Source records
--------------------------------
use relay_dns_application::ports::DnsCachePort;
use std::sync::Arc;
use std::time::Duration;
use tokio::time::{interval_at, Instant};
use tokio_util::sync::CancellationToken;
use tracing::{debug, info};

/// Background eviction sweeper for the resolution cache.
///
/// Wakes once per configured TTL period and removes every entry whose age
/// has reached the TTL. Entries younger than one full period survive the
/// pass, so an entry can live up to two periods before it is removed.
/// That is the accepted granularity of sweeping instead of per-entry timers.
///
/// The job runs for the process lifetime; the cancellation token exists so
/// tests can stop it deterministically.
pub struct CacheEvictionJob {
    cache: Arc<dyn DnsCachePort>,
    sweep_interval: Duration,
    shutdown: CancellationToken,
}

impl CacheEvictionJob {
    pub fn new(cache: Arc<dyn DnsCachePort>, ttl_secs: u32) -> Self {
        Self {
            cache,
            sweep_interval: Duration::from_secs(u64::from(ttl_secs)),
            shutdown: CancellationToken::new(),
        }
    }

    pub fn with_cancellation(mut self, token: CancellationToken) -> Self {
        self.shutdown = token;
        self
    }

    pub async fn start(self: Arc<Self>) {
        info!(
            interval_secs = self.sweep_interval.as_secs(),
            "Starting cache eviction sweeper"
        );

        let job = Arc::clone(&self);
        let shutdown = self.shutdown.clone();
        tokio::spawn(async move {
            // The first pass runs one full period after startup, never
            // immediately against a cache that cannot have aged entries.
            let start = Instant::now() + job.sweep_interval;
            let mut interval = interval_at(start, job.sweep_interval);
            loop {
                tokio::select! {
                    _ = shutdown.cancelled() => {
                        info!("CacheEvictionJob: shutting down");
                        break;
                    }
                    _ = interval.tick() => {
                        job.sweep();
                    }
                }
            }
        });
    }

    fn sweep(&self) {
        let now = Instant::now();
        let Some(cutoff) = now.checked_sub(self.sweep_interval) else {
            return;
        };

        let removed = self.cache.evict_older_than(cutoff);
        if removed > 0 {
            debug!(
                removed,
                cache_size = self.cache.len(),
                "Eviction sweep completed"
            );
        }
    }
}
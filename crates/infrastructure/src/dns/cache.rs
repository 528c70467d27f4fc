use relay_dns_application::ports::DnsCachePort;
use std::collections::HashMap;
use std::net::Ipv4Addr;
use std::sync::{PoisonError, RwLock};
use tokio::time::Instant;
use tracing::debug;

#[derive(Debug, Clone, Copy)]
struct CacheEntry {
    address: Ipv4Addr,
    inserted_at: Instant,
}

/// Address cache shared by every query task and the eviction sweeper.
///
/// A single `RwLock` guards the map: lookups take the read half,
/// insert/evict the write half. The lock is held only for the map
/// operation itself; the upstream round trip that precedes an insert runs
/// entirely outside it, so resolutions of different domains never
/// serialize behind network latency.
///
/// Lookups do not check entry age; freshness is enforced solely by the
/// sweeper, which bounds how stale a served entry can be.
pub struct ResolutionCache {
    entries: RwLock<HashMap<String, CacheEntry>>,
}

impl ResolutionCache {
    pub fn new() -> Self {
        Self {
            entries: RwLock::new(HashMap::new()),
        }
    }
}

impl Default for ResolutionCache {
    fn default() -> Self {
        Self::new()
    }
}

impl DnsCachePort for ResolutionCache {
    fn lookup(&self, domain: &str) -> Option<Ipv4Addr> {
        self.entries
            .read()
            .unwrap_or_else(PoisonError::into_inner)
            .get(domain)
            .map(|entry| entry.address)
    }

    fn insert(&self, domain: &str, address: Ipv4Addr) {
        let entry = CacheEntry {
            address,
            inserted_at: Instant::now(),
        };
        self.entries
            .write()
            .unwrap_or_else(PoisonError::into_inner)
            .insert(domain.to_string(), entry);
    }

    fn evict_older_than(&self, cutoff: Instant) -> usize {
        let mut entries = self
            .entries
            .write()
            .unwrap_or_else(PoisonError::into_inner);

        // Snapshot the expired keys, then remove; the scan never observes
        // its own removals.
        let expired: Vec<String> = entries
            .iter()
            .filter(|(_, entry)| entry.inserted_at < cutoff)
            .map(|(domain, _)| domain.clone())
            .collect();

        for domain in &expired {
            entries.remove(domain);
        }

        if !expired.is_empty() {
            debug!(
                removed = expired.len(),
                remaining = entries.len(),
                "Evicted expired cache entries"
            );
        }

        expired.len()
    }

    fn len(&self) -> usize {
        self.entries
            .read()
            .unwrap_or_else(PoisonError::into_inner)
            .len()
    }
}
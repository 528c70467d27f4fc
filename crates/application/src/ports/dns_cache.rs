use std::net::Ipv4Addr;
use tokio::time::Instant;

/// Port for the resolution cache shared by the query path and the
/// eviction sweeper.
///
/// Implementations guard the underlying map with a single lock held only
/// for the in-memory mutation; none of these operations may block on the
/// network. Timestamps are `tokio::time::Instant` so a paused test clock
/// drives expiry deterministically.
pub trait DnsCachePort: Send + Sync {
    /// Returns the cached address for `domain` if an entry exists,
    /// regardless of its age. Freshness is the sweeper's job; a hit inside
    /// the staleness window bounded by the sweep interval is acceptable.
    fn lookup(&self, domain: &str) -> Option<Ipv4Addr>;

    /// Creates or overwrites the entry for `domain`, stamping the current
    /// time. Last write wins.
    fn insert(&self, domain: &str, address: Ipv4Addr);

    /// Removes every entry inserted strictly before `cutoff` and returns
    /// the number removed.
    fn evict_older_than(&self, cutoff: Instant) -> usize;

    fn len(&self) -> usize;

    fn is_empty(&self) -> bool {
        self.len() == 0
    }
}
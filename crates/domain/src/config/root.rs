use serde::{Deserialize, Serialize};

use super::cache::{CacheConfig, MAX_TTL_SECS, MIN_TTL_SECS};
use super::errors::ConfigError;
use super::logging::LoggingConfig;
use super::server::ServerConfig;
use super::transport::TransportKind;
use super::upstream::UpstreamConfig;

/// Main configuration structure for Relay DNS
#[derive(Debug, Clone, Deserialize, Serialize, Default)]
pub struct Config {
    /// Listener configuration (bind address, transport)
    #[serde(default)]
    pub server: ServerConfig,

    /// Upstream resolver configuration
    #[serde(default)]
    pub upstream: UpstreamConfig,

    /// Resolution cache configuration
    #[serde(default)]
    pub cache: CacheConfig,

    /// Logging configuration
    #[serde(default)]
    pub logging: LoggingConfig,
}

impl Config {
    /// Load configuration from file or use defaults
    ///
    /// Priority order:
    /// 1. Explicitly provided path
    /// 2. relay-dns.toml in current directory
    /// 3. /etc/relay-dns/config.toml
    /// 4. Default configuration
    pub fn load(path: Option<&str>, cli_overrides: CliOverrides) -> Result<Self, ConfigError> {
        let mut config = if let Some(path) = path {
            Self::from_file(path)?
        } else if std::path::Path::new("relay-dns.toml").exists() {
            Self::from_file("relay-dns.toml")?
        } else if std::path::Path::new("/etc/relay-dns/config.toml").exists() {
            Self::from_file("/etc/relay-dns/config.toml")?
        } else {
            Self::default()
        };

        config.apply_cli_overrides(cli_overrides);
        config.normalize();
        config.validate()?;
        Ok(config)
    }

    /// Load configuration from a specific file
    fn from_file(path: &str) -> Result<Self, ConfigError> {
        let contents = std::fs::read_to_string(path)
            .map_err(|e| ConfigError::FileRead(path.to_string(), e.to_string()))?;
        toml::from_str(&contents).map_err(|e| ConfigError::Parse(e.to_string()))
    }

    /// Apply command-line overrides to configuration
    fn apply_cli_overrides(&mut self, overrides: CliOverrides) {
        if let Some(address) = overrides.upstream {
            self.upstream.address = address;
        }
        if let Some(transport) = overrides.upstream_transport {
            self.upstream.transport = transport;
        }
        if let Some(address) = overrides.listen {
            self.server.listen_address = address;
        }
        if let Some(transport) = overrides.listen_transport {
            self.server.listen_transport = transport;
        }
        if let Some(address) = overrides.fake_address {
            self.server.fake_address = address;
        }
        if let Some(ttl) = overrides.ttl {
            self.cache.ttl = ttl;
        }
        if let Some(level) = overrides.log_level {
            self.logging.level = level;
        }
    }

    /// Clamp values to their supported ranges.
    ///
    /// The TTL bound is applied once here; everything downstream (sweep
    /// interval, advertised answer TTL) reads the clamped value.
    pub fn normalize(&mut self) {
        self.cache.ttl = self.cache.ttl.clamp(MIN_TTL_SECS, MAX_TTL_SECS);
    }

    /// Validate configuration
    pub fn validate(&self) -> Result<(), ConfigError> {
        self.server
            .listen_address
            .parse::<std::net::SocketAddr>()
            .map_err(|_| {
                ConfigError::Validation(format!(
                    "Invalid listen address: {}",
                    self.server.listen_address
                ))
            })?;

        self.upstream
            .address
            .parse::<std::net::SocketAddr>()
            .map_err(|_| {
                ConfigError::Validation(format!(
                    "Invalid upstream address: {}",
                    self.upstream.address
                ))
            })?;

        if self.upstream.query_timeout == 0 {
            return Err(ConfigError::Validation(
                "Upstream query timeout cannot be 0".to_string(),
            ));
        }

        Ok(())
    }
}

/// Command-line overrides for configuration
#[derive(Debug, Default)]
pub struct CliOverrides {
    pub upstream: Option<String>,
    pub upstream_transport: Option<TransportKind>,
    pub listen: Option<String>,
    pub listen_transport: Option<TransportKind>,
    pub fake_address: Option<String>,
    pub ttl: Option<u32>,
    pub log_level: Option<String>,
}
--------------------------------
Above are the records; repeat exactly the lines from the one holding "fn len(&self) -> usize;" down to the one holding "use super::server::ServerConfig;", end lines included.

    fn len(&self) -> usize;

    fn is_empty(&self) -> bool {
        self.len() == 0
    }
}
filename crates/domain/src/config/root.rs
use serde::{Deserialize, Serialize};

use super::cache::{CacheConfig, MAX_TTL_SECS, MIN_TTL_SECS};
use super::errors::ConfigError;
use super::logging::LoggingConfig;
use super::server::ServerConfig;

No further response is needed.